- [Instructions to follow]
Tell how many lines of the data include the word "host". Nothing but the number belongs in the answer.

START Data shown

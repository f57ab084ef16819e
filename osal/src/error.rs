//! Error types for the abstraction layer
//!
//! Every variant maps to a stable negative status code through
//! [`OsalError::code`], so callers that only understand numbers (a C
//! binding, a test harness) see the same values on every host.

use crate::config::ConfigError;
use core_types::ObjectKind;
use kernel_api::KernelError;
use resources::{CreateError, DeleteError, TableError};
use thiserror::Error;

/// Result alias used throughout the facade
pub type OsalResult<T> = Result<T, OsalError>;

#[derive(Debug, Clone, PartialEq, Eq, Error)]
pub enum OsalError {
    #[error("Operation failed: {0}")]
    Failure(String),

    #[error("Invalid argument: {0}")]
    InvalidArgument(String),

    #[error("Timed out")]
    Timeout,

    #[error("Semaphore failure")]
    SemFailure,

    #[error("Semaphore timed out")]
    SemTimeout,

    #[error("Queue empty")]
    QueueEmpty,

    #[error("Queue full")]
    QueueFull,

    #[error("Queue timed out")]
    QueueTimeout,

    #[error("Invalid queue size")]
    QueueInvalidSize,

    #[error("Name too long: {len} bytes, limit is {limit}")]
    NameTooLong { len: usize, limit: usize },

    #[error("No free ids")]
    NoFreeIds,

    #[error("Name already taken")]
    NameTaken,

    #[error("Invalid id")]
    InvalidId,

    #[error("Name not found")]
    NameNotFound,

    #[error("Invalid priority: {0}")]
    InvalidPriority(u32),

    #[error("Invalid semaphore value: {0}")]
    InvalidSemValue(u32),

    #[error("File error: {0}")]
    File(String),

    #[error("Not implemented: {0}")]
    NotImplemented(&'static str),

    #[error("Invalid timer arguments")]
    TimerInvalidArgs,

    #[error("Invalid timer id")]
    TimerId,

    #[error("Timer unavailable")]
    TimerUnavailable,

    #[error("Timer internal error: {0}")]
    TimerInternal(String),

    #[error("Object in use")]
    ObjectInUse,

    #[error("Bad address")]
    BadAddress,

    #[error("Incorrect object state")]
    IncorrectObjState,

    #[error("Incorrect object type")]
    IncorrectObjType,

    #[error("Failed to allocate host {kind}: {reason}")]
    AllocationFailed { kind: ObjectKind, reason: String },
}

impl OsalError {
    pub const ERROR: i32 = -1;
    pub const INVALID_POINTER: i32 = -2;
    pub const ERROR_TIMEOUT: i32 = -4;
    pub const SEM_FAILURE: i32 = -6;
    pub const SEM_TIMEOUT: i32 = -7;
    pub const QUEUE_EMPTY: i32 = -8;
    pub const QUEUE_FULL: i32 = -9;
    pub const QUEUE_TIMEOUT: i32 = -10;
    pub const QUEUE_INVALID_SIZE: i32 = -11;
    pub const ERR_NAME_TOO_LONG: i32 = -13;
    pub const ERR_NO_FREE_IDS: i32 = -14;
    pub const ERR_NAME_TAKEN: i32 = -15;
    pub const ERR_INVALID_ID: i32 = -16;
    pub const ERR_NAME_NOT_FOUND: i32 = -17;
    pub const ERR_INVALID_PRIORITY: i32 = -19;
    pub const INVALID_SEM_VALUE: i32 = -20;
    pub const ERR_FILE: i32 = -27;
    pub const ERR_NOT_IMPLEMENTED: i32 = -28;
    pub const TIMER_ERR_INVALID_ARGS: i32 = -29;
    pub const TIMER_ERR_TIMER_ID: i32 = -30;
    pub const TIMER_ERR_UNAVAILABLE: i32 = -31;
    pub const TIMER_ERR_INTERNAL: i32 = -32;
    pub const ERR_OBJECT_IN_USE: i32 = -33;
    pub const ERR_BAD_ADDRESS: i32 = -34;
    pub const ERR_INCORRECT_OBJ_STATE: i32 = -35;
    pub const ERR_INCORRECT_OBJ_TYPE: i32 = -36;

    /// Stable numeric status code
    pub fn code(&self) -> i32 {
        match self {
            OsalError::Failure(_) => Self::ERROR,
            OsalError::InvalidArgument(_) => Self::INVALID_POINTER,
            OsalError::Timeout => Self::ERROR_TIMEOUT,
            OsalError::SemFailure => Self::SEM_FAILURE,
            OsalError::SemTimeout => Self::SEM_TIMEOUT,
            OsalError::QueueEmpty => Self::QUEUE_EMPTY,
            OsalError::QueueFull => Self::QUEUE_FULL,
            OsalError::QueueTimeout => Self::QUEUE_TIMEOUT,
            OsalError::QueueInvalidSize => Self::QUEUE_INVALID_SIZE,
            OsalError::NameTooLong { .. } => Self::ERR_NAME_TOO_LONG,
            OsalError::NoFreeIds => Self::ERR_NO_FREE_IDS,
            OsalError::NameTaken => Self::ERR_NAME_TAKEN,
            OsalError::InvalidId => Self::ERR_INVALID_ID,
            OsalError::NameNotFound => Self::ERR_NAME_NOT_FOUND,
            OsalError::InvalidPriority(_) => Self::ERR_INVALID_PRIORITY,
            OsalError::InvalidSemValue(_) => Self::INVALID_SEM_VALUE,
            OsalError::File(_) => Self::ERR_FILE,
            OsalError::NotImplemented(_) => Self::ERR_NOT_IMPLEMENTED,
            OsalError::TimerInvalidArgs => Self::TIMER_ERR_INVALID_ARGS,
            OsalError::TimerId => Self::TIMER_ERR_TIMER_ID,
            OsalError::TimerUnavailable => Self::TIMER_ERR_UNAVAILABLE,
            OsalError::TimerInternal(_) => Self::TIMER_ERR_INTERNAL,
            OsalError::ObjectInUse => Self::ERR_OBJECT_IN_USE,
            OsalError::BadAddress => Self::ERR_BAD_ADDRESS,
            OsalError::IncorrectObjState => Self::ERR_INCORRECT_OBJ_STATE,
            OsalError::IncorrectObjType => Self::ERR_INCORRECT_OBJ_TYPE,
            OsalError::AllocationFailed { kind, .. } => match kind {
                ObjectKind::BinSem | ObjectKind::CountSem | ObjectKind::Mutex => {
                    Self::SEM_FAILURE
                }
                ObjectKind::TimeBase | ObjectKind::Timer => Self::TIMER_ERR_INTERNAL,
                _ => Self::ERROR,
            },
        }
    }

    /// Wraps a host failure that happened while building an object
    pub fn allocation(kind: ObjectKind, err: KernelError) -> Self {
        OsalError::AllocationFailed {
            kind,
            reason: err.to_string(),
        }
    }

    /// True for the "nothing happened in time" family
    pub fn is_timeout(&self) -> bool {
        matches!(
            self,
            OsalError::Timeout
                | OsalError::SemTimeout
                | OsalError::QueueTimeout
                | OsalError::QueueEmpty
        )
    }
}

impl From<TableError> for OsalError {
    fn from(err: TableError) -> Self {
        match err {
            TableError::NameTooLong { len, limit } => OsalError::NameTooLong { len, limit },
            TableError::NameTaken => OsalError::NameTaken,
            TableError::NoFreeIds => OsalError::NoFreeIds,
            TableError::InvalidId => OsalError::InvalidId,
            TableError::NameNotFound => OsalError::NameNotFound,
        }
    }
}

impl From<CreateError<OsalError>> for OsalError {
    fn from(err: CreateError<OsalError>) -> Self {
        match err {
            CreateError::Table(err) => err.into(),
            CreateError::Constructor(err) => err,
        }
    }
}

impl From<DeleteError<OsalError>> for OsalError {
    fn from(err: DeleteError<OsalError>) -> Self {
        match err {
            DeleteError::Table(err) => err.into(),
            DeleteError::Destructor(err) => err,
        }
    }
}

impl From<ConfigError> for OsalError {
    fn from(err: ConfigError) -> Self {
        OsalError::InvalidArgument(err.to_string())
    }
}

impl From<std::io::Error> for OsalError {
    fn from(err: std::io::Error) -> Self {
        OsalError::File(err.to_string())
    }
}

END Data shown

- [Result of this task]
3